Toutefois, s'il était une chose à laquelle un Japonais ne renonçait pas, c'était d'être intégré dans une communauté, quelle qu'elle soit. En adoptant un esprit collectif, on s'attendait à être protégé. En revanche en agissant ensemble, on faisait également taire la voix discordante qui dénonçait la décision majoritaire irresponsable susceptible de nuire à toute la communauté.
Subsistait une question primordiale : qu'était une communauté au sens d'un Japonais ? L'État ? Les collègues ? Les membres d'un club ? Inutile de citer les débats politiques ou religieux, il s'agissait de sujets rarement abordés dans les conversations.
Néanmoins, une communauté regroupait nécessairement des personnes partageant des points communs. Dès lors, les nintaïens étaient-ils une communauté ?

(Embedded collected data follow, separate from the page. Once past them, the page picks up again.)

//! Socket abstraction.
//!
//! A [`Link`] is one socket bridged to a pair of channels: the session writes
//! [`Outbound`] items and reads [`Inbound`] items, while a task owned by the
//! connector does the actual I/O.

use std::future::Future;

use tokio::{sync::mpsc, task::AbortHandle};
use url::Url;

use crate::error::TransportError;

/// Items the session hands to the socket task.
#[derive(Debug, Clone, PartialEq, Eq)]
pub enum Outbound {
    /// Text frame
    Text(String),
    /// Send a close frame and stop
    Close {
        /// Close code
        code: u16,
        /// Close reason
        reason: String,
    },
}

/// Items the socket task hands to the session.
#[derive(Debug, Clone, PartialEq, Eq)]
pub enum Inbound {
    /// Text frame
    Text(String),
    /// Socket closed. A drop without a close frame reports
    /// [`parley_proto::close_code::ABNORMAL`].
    Closed {
        /// Close code
        code: u16,
    },
}

/// Opens sockets.
pub trait Connector: Send + Sync + 'static {
    /// Open a socket to `url`.
    ///
    /// # Errors
    ///
    /// - `TransportError::InvalidEndpoint` if the socket cannot be constructed
    ///   for this URL at all
    /// - `TransportError::Connect` or `TransportError::Timeout` if the open
    ///   failed and may be retried
    fn connect(&self, url: Url) -> impl Future<Output = Result<Link, TransportError>> + Send;
}

/// Handle to an open socket.
pub struct Link {
    outbound: mpsc::UnboundedSender<Outbound>,
    inbound: mpsc::UnboundedReceiver<Inbound>,
    abort_handle: Option<AbortHandle>,
}

impl Link {
    /// Bridge channels to a socket task. `abort_handle` stops that task.
    pub fn new(
        outbound: mpsc::UnboundedSender<Outbound>,
        inbound: mpsc::UnboundedReceiver<Inbound>,
        abort_handle: Option<AbortHandle>,
    ) -> Self {
        Self { outbound, inbound, abort_handle }
    }

    /// Split into the writing half and the inbound stream.
    pub fn into_parts(self) -> (LinkWriter, mpsc::UnboundedReceiver<Inbound>) {
        (LinkWriter { outbound: self.outbound, abort_handle: self.abort_handle }, self.inbound)
    }
}

/// Writing half of a [`Link`].
pub struct LinkWriter {
    outbound: mpsc::UnboundedSender<Outbound>,
    abort_handle: Option<AbortHandle>,
}

impl LinkWriter {
    /// Queue a text frame. Returns false if the socket task is gone.
    pub fn send_text(&self, text: String) -> bool {
        self.outbound.send(Outbound::Text(text)).is_ok()
    }

    /// Ask the socket task to close with `code`. If the task is already gone
    /// it is aborted instead.
    pub fn close(self, code: u16, reason: String) {
        if self.outbound.send(Outbound::Close { code, reason }).is_err() {
            self.abort();
        }
    }

    /// Stop the socket task without a close handshake.
    pub fn abort(&self) {
        if let Some(handle) = &self.abort_handle {
            handle.abort();
        }
    }
}
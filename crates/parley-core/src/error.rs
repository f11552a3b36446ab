//! Error types for the connection core.
//!
//! Connection errors describe why a session ended up in a terminal state.
//! Send errors are returned synchronously to the caller, who is expected to
//! roll back any optimistic UI state.

use thiserror::Error;

use crate::connection::ConnectionState;

/// Reasons a connection reached a terminal state.
#[derive(Error, Debug, Clone, PartialEq, Eq)]
pub enum ConnectionError {
    /// Transport could not be constructed at all
    #[error("invalid endpoint: {0}")]
    InvalidEndpoint(String),

    /// Server closed with the authorization-failure code
    #[error("credential rejected by server")]
    Unauthorized,

    /// Reconnect budget used up without a successful open
    #[error("gave up after {attempts} reconnect attempts")]
    RetriesExhausted {
        /// Attempts made
        attempts: u32,
    },
}

impl ConnectionError {
    /// Returns true if refreshing the credential is the remedy.
    pub fn needs_reauthentication(&self) -> bool {
        matches!(self, Self::Unauthorized)
    }
}

/// Errors from send operations. Nothing was transmitted.
#[derive(Error, Debug, Clone, PartialEq, Eq)]
pub enum SendError {
    /// Sends are only permitted while connected
    #[error("cannot send while {state}")]
    NotConnected {
        /// State at the time of the call
        state: ConnectionState,
    },

    /// Message text was empty or whitespace
    #[error("message is empty")]
    EmptyMessage,

    /// Socket went away before the frame could be handed over
    #[error("link closed")]
    LinkClosed,
}
//! Parley wire protocol
//!
//! JSON envelope spoken over a room's duplex socket. Every frame is a text
//! message of the form `{"type": "...", ...fields}`; the `type` tag selects
//! how the remaining fields are interpreted.
//!
//! # Components
//!
//! - [`WireFrame`]: Tagged union of all recognized frame types
//! - [`Message`]: Chat message as delivered by the backend
//! - [`close_code`]: Close codes with protocol meaning
//!
//! Decoding is lenient by contract: frames with an unrecognized `type` decode
//! to `None` instead of an error, so newer servers never break older clients.

#![forbid(unsafe_code)]
#![deny(missing_docs)]

pub mod close_code;
pub mod errors;
mod frame;
mod ids;
mod message;

pub use close_code::CloseKind;
pub use errors::{ProtocolError, Result};
pub use frame::{ChatBody, FrameType, WireFrame};
pub use ids::{MessageId, RoomId, UserId};
pub use message::Message;
impl<C: Connector, S: RoomService> Shared<C, S> {
    fn lock(&self) -> MutexGuard<'_, Inner> {
        self.inner.lock().unwrap_or_else(PoisonError::into_inner)
    }

    fn execute(self: &Arc<Self>, inner: &mut Inner, actions: Vec<ConnectionAction>) {
        for action in actions {
            match action {
                ConnectionAction::Open { link, url } => self.open_link(inner, link, url),
                ConnectionAction::Close { link, code, reason } => {
                    if let Some((_, writer)) = inner.writer.take_if(|(id, _)| *id == link) {
                        writer.close(code, reason);
                        if let Some(reader) = inner.reader.take() {
                            reader.abort();
                        }
                    }
                    if let Some((_, task)) = inner.opening.take_if(|(id, _)| *id == link) {
                        task.abort();
                    }
                },
                ConnectionAction::Send(frame) => {
                    if let Err(error) = transmit(inner, &frame) {
                        let frame = frame.frame_type().as_str();
                        tracing::debug!(%error, frame, "frame not sent");
                    }
                },
                ConnectionAction::StartHeartbeat { interval } => {
                    let shared = Arc::clone(self);
                    let task = tokio::spawn(async move {
                        let start = time::Instant::now() + interval;
                        let mut ticker = time::interval_at(start, interval);
                        ticker.set_missed_tick_behavior(time::MissedTickBehavior::Delay);
                        loop {
                            ticker.tick().await;
                            let mut inner = shared.lock();
                            let actions = inner.manager.heartbeat_fired();
                            shared.execute(&mut inner, actions);
                        }
                    });
                    replace_task(&mut inner.heartbeat, task.abort_handle());
                },
                ConnectionAction::StopHeartbeat => {
                    if let Some(task) = inner.heartbeat.take() {
                        task.abort();
                    }
                },
                ConnectionAction::ScheduleReconnect { delay, attempt } => {
                    tracing::debug!(attempt, ?delay, "arming reconnect timer");
                    let generation = inner.timer_generation;
                    inner.timer_generation = generation.wrapping_add(1);

                    let shared = Arc::clone(self);
                    let task = tokio::spawn(async move {
                        time::sleep(delay).await;
                        let mut inner = shared.lock();
                        if !claim_timer(&mut inner.reconnect, generation) {
                            tracing::debug!(attempt, "ignoring superseded reconnect timer");
                            return;
                        }
                        let actions = inner.manager.reconnect_timer_fired();
                        shared.execute(&mut inner, actions);
                    });

                    let timer = ReconnectTimer { generation, task: task.abort_handle() };
                    if let Some(previous) = inner.reconnect.replace(timer) {
                        previous.task.abort();
                    }
                },
                ConnectionAction::CancelReconnect => {
                    if let Some(timer) = inner.reconnect.take() {
                        timer.task.abort();
                    }
                },
                ConnectionAction::FetchHistory { link } => self.fetch_history(inner, link),
                ConnectionAction::MarkRead => self.mark_read(inner),
                ConnectionAction::Deliver(event) => {
                    if self.events.send(event).is_err() {
                        tracing::debug!("event receiver dropped");
                    }
                },
                ConnectionAction::StatusChanged(state) => {
                    if self.status.send(state).is_err() {
                        tracing::debug!("status receiver dropped");
                    }
                },
            }
        }
    }

    fn open_link(self: &Arc<Self>, inner: &mut Inner, link: LinkId, url: Url) {
        let shared = Arc::clone(self);
        let task = tokio::spawn(async move {
            let result = shared.connector.connect(url).await;

            let mut inner = shared.lock();
            if inner.opening.as_ref().is_some_and(|(id, _)| *id == link) {
                inner.opening = None;
            }

            let actions = match result {
                Ok(socket) => {
                    let (writer, receiver) = socket.into_parts();
                    let actions = inner.manager.handle_open(link);
                    if actions.is_empty() {
                        writer.close(close_code::NORMAL, "superseded".to_string());
                        return;
                    }
                    inner.writer = Some((link, writer));
                    let reader = shared.spawn_reader(link, receiver);
                    replace_task(&mut inner.reader, reader);
                    actions
                },
                Err(TransportError::InvalidEndpoint(reason)) => {
                    inner.manager.handle_unavailable(link, reason)
                },
                Err(error) => {
                    tracing::info!(%error, %link, "open failed");
                    inner.manager.handle_close(link, close_code::ABNORMAL)
                },
            };
            shared.execute(&mut inner, actions);
        });

        inner.opening = Some((link, task.abort_handle()));
    }

    fn spawn_reader(
        self: &Arc<Self>,
        link: LinkId,
        mut receiver: mpsc::UnboundedReceiver<Inbound>,
    ) -> AbortHandle {
        let shared = Arc::clone(self);
        let task = tokio::spawn(async move {
            let mut code = close_code::ABNORMAL;
            while let Some(item) = receiver.recv().await {
                match item {
                    Inbound::Text(text) => {
                        let mut inner = shared.lock();
                        let actions = inner.manager.handle_frame(link, &text);
                        shared.execute(&mut inner, actions);
                    },
                    Inbound::Closed { code: closed } => {
                        code = closed;
                        break;
                    },
                }
            }

            let mut inner = shared.lock();
            // Clear the slot first so aborting it cannot cancel this task.
            if inner.writer.as_ref().is_some_and(|(id, _)| *id == link) {
                inner.writer = None;
                inner.reader = None;
            }
            let actions = inner.manager.handle_close(link, code);
            shared.execute(&mut inner, actions);
        });
        task.abort_handle()
    }

    fn fetch_history(self: &Arc<Self>, inner: &mut Inner, link: LinkId) {
        let shared = Arc::clone(self);
        let room = inner.manager.room_id().clone();
        let credential = inner.manager.credential().clone();

        let task = tokio::spawn(async move {
            match shared.service.fetch_history(&room, &credential).await {
                Ok(messages) => {
                    let mut inner = shared.lock();
                    let actions = inner.manager.history_loaded(link, messages);
                    shared.execute(&mut inner, actions);
                },
                Err(error) => tracing::warn!(%room, %error, "history fetch failed"),
            }
        });
        track_side_task(inner, task.abort_handle());
    }

    fn mark_read(self: &Arc<Self>, inner: &mut Inner) {
        let shared = Arc::clone(self);
        let room = inner.manager.room_id().clone();
        let credential = inner.manager.credential().clone();

        let task = tokio::spawn(async move {
            if let Err(error) = shared.service.mark_read(&room, &credential).await {
                tracing::warn!(%room, %error, "mark read failed");
            }
        });
        track_side_task(inner, task.abort_handle());
    }
}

Je tendis l'oreille, reconnaissant un bruit de moteur familier par la fenêtre. Je rebouchai mon stylo et quittai l'appartement.
Au pied de la résidence, Kensei m'adressa un grand sourire, les yeux étirés sous son casque qu'il venait de retirer. Je m'avançai et tirai sur son blouson en cuir pour l'ajuster. C'était un vêtement qui mettait en valeur la belle carrure de ses épaules. Il passa derrière moi et rentra l'étiquette de mon sukajan dans le dos. Je le remerciai d'un baiser sur la joue et enfilai le casque Special Guest.
Au début, je n'étais pas à l'aise à l'arrière de la moto. Je ne savais pas très bien où et comment me cramponner : passer les doigts dans la ceinture, enlacer légèrement la taille, pincer le blouson ou la veste ? Le vent sur mon visage, le tournoiement de la Suzuki dans les virages, le doux ronronnement du moteur et l'incroyable impression de liberté avaient eus raison de mon anxiété.
J'aimais rouler avec Kensei sans but précis, sans destination, simplement pour ressentir cette sensation grisante d'être au-dessus de tout : des gens et du temps. Tard dans la nuit, les rues des bas quartiers étaient désertes. Seules quelques âmes esseulées ou ivres vagabondaient. Le reflet sur eux des néons colorés achevait de peindre dans ce décor une atmosphère d'apocalypse.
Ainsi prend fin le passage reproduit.